On certiorari, this Court confines its review to a determination of whether the trial justice acted within the authority granted to the Superior Court under the statute. Sciacca v. Caruso, 769 A.2d 578, 582 (R.I.2001); see also Almeida v. Zoning Board of Review of Tiverton, 606 A.2d 1318, 1320 (R.I.1992). We must “scrutinize the record as a whole to determine ‘whether legally competent evidence exists to support the findings of the court below .’ “ Mill Realty Associates v. Crowe, 841 A.2d 668, 672 (R.I.2004) (quoting Caswell v. George Sherman Sand & Gravel Co., 424 A.2d 646, 648 (R.I.1981)); see also Toohey v. Kilday, 415 A.2d 732, 735 (R.I.1980). This Court will not disturb a decision unless it is shown that the Superior Court justice “misapplied the law, misconceived or overlooked material evidence, or made findings that were clearly wrong.” Lischio v. Zoning Board of Review of North Kingstown, 818 A.2d 685, 690 (R.I.2003) (quoting Bernuth v. Zoning Board of Review of New Shoreham, 770 A.2d 396, 399 (R.I.2001)); see also R.J.E.P. Associates v. Hellewell, 560 A.2d 353, 354 (R.I.1989).

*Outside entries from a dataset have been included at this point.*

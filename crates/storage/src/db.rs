use chrono::NaiveDate;
use finpulse_core::ReviewError;
use sqlx::sqlite::{SqliteConnectOptions, SqliteJournalMode, SqlitePoolOptions, SqliteSynchronous};
use sqlx::{Pool, Sqlite};
use std::path::Path;
use std::str::FromStr;
use std::time::Duration;
use thiserror::Error;

pub type DbPool = Pool<Sqlite>;

#[derive(Debug, Error)]
pub enum StorageError {
    #[error("Database error: {0}")]
    Database(#[from] sqlx::Error),
    #[error("Serialization error: {0}")]
    Serialization(#[from] serde_json::Error),
    #[error("{entity} {id} not found")]
    NotFound { entity: &'static str, id: i64 },
    #[error("Weekly review for week starting {week_start} is missing after insert")]
    ReviewMissing { week_start: NaiveDate },
    #[error("Corrupt {column} value: '{value}'")]
    Corrupt { column: &'static str, value: String },
    #[error(transparent)]
    Review(#[from] ReviewError),
}

pub async fn create_db(path: &Path) -> Result<DbPool, StorageError> {
    let options = SqliteConnectOptions::new()
        .filename(path)
        .create_if_missing(true)
        .journal_mode(SqliteJournalMode::Wal)
        .foreign_keys(true)
        .synchronous(SqliteSynchronous::Normal)
        .busy_timeout(Duration::from_millis(5000))
        .pragma("cache_size", "-32000");

    let pool = SqlitePoolOptions::new()
        .max_connections(1)
        .connect_with(options)
        .await?;

    run_migrations(&pool).await?;

    Ok(pool)
}

async fn run_migrations(pool: &DbPool) -> Result<(), sqlx::Error> {
    sqlx::query(
        r#"
        CREATE TABLE IF NOT EXISTS accounts (
            id INTEGER PRIMARY KEY AUTOINCREMENT,
            name TEXT NOT NULL,
            account_type TEXT NOT NULL,
            institution TEXT,
            balance_cents INTEGER NOT NULL DEFAULT 0,
            currency TEXT NOT NULL DEFAULT 'CAD',
            created_at TEXT NOT NULL
        )
        "#,
    )
    .execute(pool)
    .await?;

    sqlx::query(
        r#"
        CREATE TABLE IF NOT EXISTS transactions (
            id INTEGER PRIMARY KEY AUTOINCREMENT,
            account_id INTEGER NOT NULL,
            amount_cents INTEGER NOT NULL CHECK (amount_cents > 0),
            transaction_type TEXT NOT NULL,
            category TEXT,
            description TEXT,
            date TEXT NOT NULL,
            fingerprint TEXT,
            created_at TEXT NOT NULL,
            FOREIGN KEY (account_id) REFERENCES accounts(id) ON DELETE CASCADE
        )
        "#,
    )
    .execute(pool)
    .await?;

    sqlx::query("CREATE INDEX IF NOT EXISTS idx_transactions_date ON transactions(date)")
        .execute(pool)
        .await?;

    sqlx::query(
        "CREATE INDEX IF NOT EXISTS idx_transactions_fingerprint
         ON transactions(account_id, fingerprint)",
    )
    .execute(pool)
    .await?;

    sqlx::query(
        r#"
        CREATE TABLE IF NOT EXISTS credit_cards (
            id INTEGER PRIMARY KEY AUTOINCREMENT,
            name TEXT NOT NULL,
            issuer TEXT,
            credit_limit_cents INTEGER NOT NULL,
            current_balance_cents INTEGER NOT NULL DEFAULT 0,
            statement_day INTEGER NOT NULL,
            due_day INTEGER NOT NULL,
            apr TEXT,
            min_payment_pct TEXT NOT NULL DEFAULT '2',
            created_at TEXT NOT NULL
        )
        "#,
    )
    .execute(pool)
    .await?;

    sqlx::query(
        r#"
        CREATE TABLE IF NOT EXISTS goals (
            id INTEGER PRIMARY KEY AUTOINCREMENT,
            title TEXT NOT NULL,
            goal_type TEXT NOT NULL,
            target_amount_cents INTEGER NOT NULL,
            current_amount_cents INTEGER NOT NULL DEFAULT 0,
            target_date TEXT,
            created_on TEXT NOT NULL,
            created_at TEXT NOT NULL
        )
        "#,
    )
    .execute(pool)
    .await?;

    sqlx::query(
        r#"
        CREATE TABLE IF NOT EXISTS expenses (
            id INTEGER PRIMARY KEY AUTOINCREMENT,
            category TEXT NOT NULL,
            description TEXT,
            amount_cents INTEGER NOT NULL,
            is_recurring INTEGER NOT NULL DEFAULT 0,
            frequency TEXT,
            next_due_date TEXT,
            created_at TEXT NOT NULL
        )
        "#,
    )
    .execute(pool)
    .await?;

    sqlx::query(
        r#"
        CREATE TABLE IF NOT EXISTS investments (
            id INTEGER PRIMARY KEY AUTOINCREMENT,
            investment_type TEXT NOT NULL,
            institution TEXT,
            current_value_cents INTEGER NOT NULL DEFAULT 0,
            book_value_cents INTEGER NOT NULL DEFAULT 0,
            monthly_contribution_cents INTEGER NOT NULL DEFAULT 0,
            created_at TEXT NOT NULL
        )
        "#,
    )
    .execute(pool)
    .await?;

    sqlx::query(
        r#"
        CREATE TABLE IF NOT EXISTS installment_plans (
            id INTEGER PRIMARY KEY AUTOINCREMENT,
            description TEXT NOT NULL,
            monthly_payment_cents INTEGER NOT NULL,
            remaining_payments INTEGER NOT NULL,
            created_at TEXT NOT NULL
        )
        "#,
    )
    .execute(pool)
    .await?;

    sqlx::query(
        r#"
        CREATE TABLE IF NOT EXISTS weekly_reviews (
            id INTEGER PRIMARY KEY AUTOINCREMENT,
            week_start TEXT NOT NULL UNIQUE,
            week_end TEXT NOT NULL,
            snapshot TEXT NOT NULL,
            changes TEXT,
            action_type TEXT NOT NULL,
            action_title TEXT NOT NULL,
            action_detail TEXT,
            action_target_cents INTEGER,
            action_target_name TEXT,
            action_status TEXT NOT NULL DEFAULT 'pending',
            action_completed_at TEXT,
            created_at TEXT NOT NULL
        )
        "#,
    )
    .execute(pool)
    .await?;

    Ok(())
}

/// Deletes row `id` from one of the entity tables.
pub(crate) async fn delete_row(
    pool: &DbPool,
    table: &'static str,
    entity: &'static str,
    id: i64,
) -> Result<(), StorageError> {
    let result = sqlx::query(&format!("DELETE FROM {table} WHERE id = ?"))
        .bind(id)
        .execute(pool)
        .await?;
    if result.rows_affected() == 0 {
        return Err(StorageError::NotFound { entity, id });
    }
    Ok(())
}

pub(crate) fn parse_column<T: FromStr>(column: &'static str, value: &str) -> Result<T, StorageError> {
    value.parse().map_err(|_| StorageError::Corrupt {
        column,
        value: value.to_string(),
    })
}


#[cfg(test)]
mod tests {
    use super::test_support::test_db;
    use super::*;

    #[tokio::test]
    async fn migrations_are_idempotent() {
        let db = test_db().await;
        run_migrations(&db.pool).await.unwrap();

        let tables: Vec<(String,)> = sqlx::query_as(
            "SELECT name FROM sqlite_master WHERE type = 'table' AND name NOT LIKE 'sqlite_%' ORDER BY name",
        )
        .fetch_all(&db.pool)
        .await
        .unwrap();
        let names: Vec<&str> = tables.iter().map(|t| t.0.as_str()).collect();
        assert_eq!(
            names,
            [
                "accounts",
                "credit_cards",
                "expenses",
                "goals",
                "installment_plans",
                "investments",
                "transactions",
                "weekly_reviews",
            ]
        );
    }

    #[test]
    fn missing_review_names_its_week() {
        let err = StorageError::ReviewMissing {
            week_start: NaiveDate::from_ymd_opt(2026, 10, 12).unwrap(),
        };
        assert_eq!(
            err.to_string(),
            "Weekly review for week starting 2026-10-12 is missing after insert"
        );
    }

    #[tokio::test]
    async fn delete_missing_row_is_not_found() {
        let db = test_db().await;
        let err = delete_row(&db.pool, "goals", "goal", 42).await.unwrap_err();
        assert!(matches!(err, StorageError::NotFound { entity: "goal", id: 42 }));
    }
}
use chrono::{DateTime, NaiveDate, Utc};
use rust_decimal::{Decimal, RoundingStrategy};
use serde::{Deserialize, Serialize};
use std::fmt;
use std::str::FromStr;

use super::snapshot::WeeklySnapshot;
use super::ReviewError;
use crate::config::ReviewThresholds;
use crate::credit_card::CreditCard;
use crate::goal::{is_behind_pace, Goal};
use crate::money::Money;

#[derive(Debug, Clone, Copy, PartialEq, Eq, Hash, Serialize, Deserialize)]
#[serde(rename_all = "snake_case")]
pub enum ActionKind {
    PayCreditCard,
    FundGoal,
    ReduceSpending,
    BuildEmergencyFund,
    ReviewTransactions,
}

impl ActionKind {
    pub fn as_str(self) -> &'static str {
        match self {
            ActionKind::PayCreditCard => "pay_credit_card",
            ActionKind::FundGoal => "fund_goal",
            ActionKind::ReduceSpending => "reduce_spending",
            ActionKind::BuildEmergencyFund => "build_emergency_fund",
            ActionKind::ReviewTransactions => "review_transactions",
        }
    }
}

impl fmt::Display for ActionKind {
    fn fmt(&self, f: &mut fmt::Formatter<'_>) -> fmt::Result {
        f.write_str(self.as_str())
    }
}

impl FromStr for ActionKind {
    type Err = ReviewError;

    fn from_str(s: &str) -> Result<Self, Self::Err> {
        match s {
            "pay_credit_card" => Ok(ActionKind::PayCreditCard),
            "fund_goal" => Ok(ActionKind::FundGoal),
            "reduce_spending" => Ok(ActionKind::ReduceSpending),
            "build_emergency_fund" => Ok(ActionKind::BuildEmergencyFund),
            "review_transactions" => Ok(ActionKind::ReviewTransactions),
            other => Err(ReviewError::UnknownValue {
                kind: "action type",
                value: other.to_string(),
            }),
        }
    }
}

#[derive(Debug, Clone, Copy, PartialEq, Eq, Hash, Serialize, Deserialize)]
#[serde(rename_all = "snake_case")]
pub enum ActionStatus {
    Pending,
    Completed,
    Skipped,
}

impl ActionStatus {
    pub fn as_str(self) -> &'static str {
        match self {
            ActionStatus::Pending => "pending",
            ActionStatus::Completed => "completed",
            ActionStatus::Skipped => "skipped",
        }
    }

    pub fn is_terminal(self) -> bool {
        !matches!(self, ActionStatus::Pending)
    }
}

impl fmt::Display for ActionStatus {
    fn fmt(&self, f: &mut fmt::Formatter<'_>) -> fmt::Result {
        f.write_str(self.as_str())
    }
}

impl FromStr for ActionStatus {
    type Err = ReviewError;

    fn from_str(s: &str) -> Result<Self, Self::Err> {
        match s {
            "pending" => Ok(ActionStatus::Pending),
            "completed" => Ok(ActionStatus::Completed),
            "skipped" => Ok(ActionStatus::Skipped),
            other => Err(ReviewError::UnknownValue {
                kind: "action status",
                value: other.to_string(),
            }),
        }
    }
}

/// The one thing the user is asked to do this week.
#[derive(Debug, Clone, PartialEq, Eq, Serialize, Deserialize)]
pub struct WeeklyAction {
    #[serde(rename = "type")]
    pub kind: ActionKind,
    pub title: String,
    pub detail: Option<String>,
    pub target_amount: Option<Money>,
    pub target_name: Option<String>,
    pub status: ActionStatus,
    pub completed_at: Option<DateTime<Utc>>,
}

impl WeeklyAction {
    /// Moves a pending action to `status`. Completed and skipped are final.
    pub fn resolve(&mut self, status: ActionStatus, at: DateTime<Utc>) -> Result<(), ReviewError> {
        if self.status.is_terminal() {
            return Err(ReviewError::AlreadyResolved(self.status));
        }
        if !status.is_terminal() {
            return Err(ReviewError::InvalidTransition);
        }
        self.status = status;
        self.completed_at = Some(at);
        Ok(())
    }
}

/// Outcome of the rule chain, one variant per action kind.
#[derive(Debug, Clone, PartialEq, Eq)]
pub enum Recommendation {
    PayCreditCard {
        card: String,
        utilization_pct: Decimal,
        target_pct: Decimal,
        amount: Money,
    },
    FundGoal {
        goal: String,
        monthly_needed: Money,
        remaining: Money,
        days_left: i64,
    },
    ReduceSpending {
        category: Option<String>,
        spent: Money,
        baseline: Money,
        amount: Money,
    },
    BuildEmergencyFund {
        months_covered: Decimal,
        target_months: Decimal,
        amount: Money,
    },
    ReviewTransactions,
}

impl Recommendation {
    pub fn kind(&self) -> ActionKind {
        match self {
            Recommendation::PayCreditCard { .. } => ActionKind::PayCreditCard,
            Recommendation::FundGoal { .. } => ActionKind::FundGoal,
            Recommendation::ReduceSpending { .. } => ActionKind::ReduceSpending,
            Recommendation::BuildEmergencyFund { .. } => ActionKind::BuildEmergencyFund,
            Recommendation::ReviewTransactions => ActionKind::ReviewTransactions,
        }
    }

    pub fn target_amount(&self) -> Option<Money> {
        match self {
            Recommendation::PayCreditCard { amount, .. }
            | Recommendation::ReduceSpending { amount, .. }
            | Recommendation::BuildEmergencyFund { amount, .. } => Some(*amount),
            Recommendation::FundGoal { monthly_needed, .. } => Some(*monthly_needed),
            Recommendation::ReviewTransactions => None,
        }
    }

    /// Renders the recommendation as a pending action.
    pub fn into_action(self) -> WeeklyAction {
        let kind = self.kind();
        let target_amount = self.target_amount();
        let (title, detail, target_name) = match self {
            Recommendation::PayCreditCard {
                card,
                utilization_pct,
                target_pct,
                amount,
            } => (
                format!("Pay down {} on {card}", amount.to_whole_dollars()),
                format!(
                    "Utilization on {card} is {}%, above the recommended {}%. \
                     Paying it down will improve your credit score.",
                    whole(utilization_pct),
                    whole(target_pct),
                ),
                Some(card),
            ),
            Recommendation::FundGoal {
                goal,
                monthly_needed,
                remaining,
                days_left,
            } => (
                format!("Add {} to {goal}", monthly_needed.to_whole_dollars()),
                format!(
                    "{goal} is behind pace with {days_left} days left. You need {} more; \
                     {} a month gets you there.",
                    remaining.to_whole_dollars(),
                    monthly_needed.to_whole_dollars(),
                ),
                Some(goal),
            ),
            Recommendation::ReduceSpending {
                category,
                spent,
                baseline,
                amount,
            } => {
                let title = match &category {
                    Some(c) => format!("Cut back on {c} by {}", amount.to_whole_dollars()),
                    None => format!("Cut back spending by {}", amount.to_whole_dollars()),
                };
                let mut detail = format!(
                    "You spent {} this week against a recent average of {}.",
                    spent.to_whole_dollars(),
                    baseline.to_whole_dollars(),
                );
                if let Some(c) = &category {
                    detail.push_str(&format!(" {c} was your top category."));
                }
                (title, detail, category)
            }
            Recommendation::BuildEmergencyFund {
                months_covered,
                target_months,
                amount,
            } => (
                format!("Transfer {} to savings", amount.to_whole_dollars()),
                format!(
                    "Your savings cover {months_covered} months of expenses. \
                     Aim for at least {} months.",
                    whole(target_months),
                ),
                Some("Savings".to_string()),
            ),
            Recommendation::ReviewTransactions => (
                "Review this week's transactions".to_string(),
                "Take 5 minutes to review your spending and make sure everything looks right."
                    .to_string(),
                None,
            ),
        };

        WeeklyAction {
            kind,
            title,
            detail: Some(detail),
            target_amount,
            target_name,
            status: ActionStatus::Pending,
            completed_at: None,
        }
    }
}

/// Inputs beyond the snapshot that the rules look at.
#[derive(Debug, Clone, Copy)]
pub struct ActionContext<'a> {
    pub as_of: NaiveDate,
    pub cards: &'a [CreditCard],
    pub goals: &'a [Goal],
    /// Weekly spending of earlier reviews, most recent first.
    pub recent_weekly_spending: &'a [Money],
    pub top_category: Option<&'a str>,
}

/// Picks exactly one recommendation. Rules are tried in priority order and
/// the first that applies wins; reviewing transactions is the fallback.
pub fn select_action(
    snapshot: &WeeklySnapshot,
    ctx: &ActionContext<'_>,
    thresholds: &ReviewThresholds,
) -> Recommendation {
    pay_down_card(ctx, thresholds)
        .or_else(|| fund_goal(ctx, thresholds))
        .or_else(|| reduce_spending(snapshot, ctx, thresholds))
        .or_else(|| build_emergency_fund(snapshot, thresholds))
        .unwrap_or(Recommendation::ReviewTransactions)
}

fn pay_down_card(ctx: &ActionContext<'_>, t: &ReviewThresholds) -> Option<Recommendation> {
    // First card wins ties.
    let worst = ctx.cards.iter().fold(None::<&CreditCard>, |best, card| match best {
        Some(b) if b.utilization_pct() >= card.utilization_pct() => Some(b),
        _ => Some(card),
    })?;

    let utilization_pct = worst.utilization_pct();
    if utilization_pct <= t.card_utilization_alert_pct {
        return None;
    }

    Some(Recommendation::PayCreditCard {
        card: worst.name.clone(),
        utilization_pct,
        target_pct: t.card_utilization_target_pct,
        amount: worst.paydown_to(t.card_utilization_target_pct),
    })
}

fn fund_goal(ctx: &ActionContext<'_>, t: &ReviewThresholds) -> Option<Recommendation> {
    ctx.goals
        .iter()
        .filter_map(|goal| {
            let forecast = goal.forecast(ctx.as_of, t.goal_pace_tolerance)?;
            is_behind_pace(goal, &forecast).then_some((goal, forecast))
        })
        .min_by_key(|(goal, _)| goal.target_date)
        .map(|(goal, forecast)| Recommendation::FundGoal {
            goal: goal.title.clone(),
            monthly_needed: forecast.monthly_needed,
            remaining: goal.remaining(),
            days_left: forecast.days_remaining,
        })
}

fn reduce_spending(
    snapshot: &WeeklySnapshot,
    ctx: &ActionContext<'_>,
    t: &ReviewThresholds,
) -> Option<Recommendation> {
    let window = ctx.recent_weekly_spending.len().min(t.spending_window_weeks);
    let baseline = Money::average(&ctx.recent_weekly_spending[..window])?;
    if !baseline.is_positive() {
        return None;
    }

    let ceiling = baseline.scale(Decimal::ONE + t.spending_spike_pct / Decimal::ONE_HUNDRED);
    if snapshot.weekly_spending <= ceiling {
        return None;
    }

    Some(Recommendation::ReduceSpending {
        category: ctx.top_category.map(str::to_string),
        spent: snapshot.weekly_spending,
        baseline,
        amount: snapshot.weekly_spending - baseline,
    })
}

fn build_emergency_fund(snapshot: &WeeklySnapshot, t: &ReviewThresholds) -> Option<Recommendation> {
    let monthly = snapshot.monthly_expenses;
    if !monthly.is_positive() {
        return None;
    }

    let cushion = monthly.scale(t.emergency_fund_months);
    if snapshot.savings_balance >= cushion {
        return None;
    }

    let shortfall = cushion - snapshot.savings_balance;
    let transfer = monthly.scale(t.emergency_transfer_pct / Decimal::ONE_HUNDRED);
    let months_covered = (snapshot.savings_balance.amount() / monthly.amount())
        .max(Decimal::ZERO)
        .round_dp_with_strategy(1, RoundingStrategy::MidpointAwayFromZero);

    Some(Recommendation::BuildEmergencyFund {
        months_covered,
        target_months: t.emergency_fund_months,
        amount: transfer.min(shortfall),
    })
}

fn whole(pct: Decimal) -> Decimal {
    pct.round_dp_with_strategy(0, RoundingStrategy::MidpointAwayFromZero)
}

Expansion as a Matter of Right
We address at the outset the argument that respondents were entitled to expand their dimensionally nonconforming development “as a matter of right” and whether the zoning board made such a determination. Specifically, ordinance provision § 17.72.030(C) contains three discrete paragraphs which are not identified separately; we shall refer to them as paragraphs one, two, and three of § 17.72.030(C). Section 17.72.030(C) provides:
“No nonconforming use of land or nonconforming use of a structure shall be changed except to a conforming use or structure. No nonconforming use of land or nonconforming use of a structure, if once changed to conform, shall thereafter be changed so as to be nonconforming by use again.
“Dimensionally nonconforming—Excepting Proposed Decks (as defined in the Rhode Island State Building Code and regulations adopted thereby). Alteration to dimensionally nonconforming structures that otherwise conform to the use regulations of the zoning district shall be allowed as a matter of right if the alteration in and of itself: (1) conforms to the current dimensional requirements of the zoning district in which the property is located, and (2) does not increase or intensify the element(s) of the dimensional nonconformity.
“A structure or land which is nonconforming by dimension, but the use of which is a use permitted by right in the district in which the land or structure is located, shall only be altered, changed, enlarged or subject to addition or intensification with respect to its nonconforming element(s) by obtaining a special use permit from the zoning board of review.”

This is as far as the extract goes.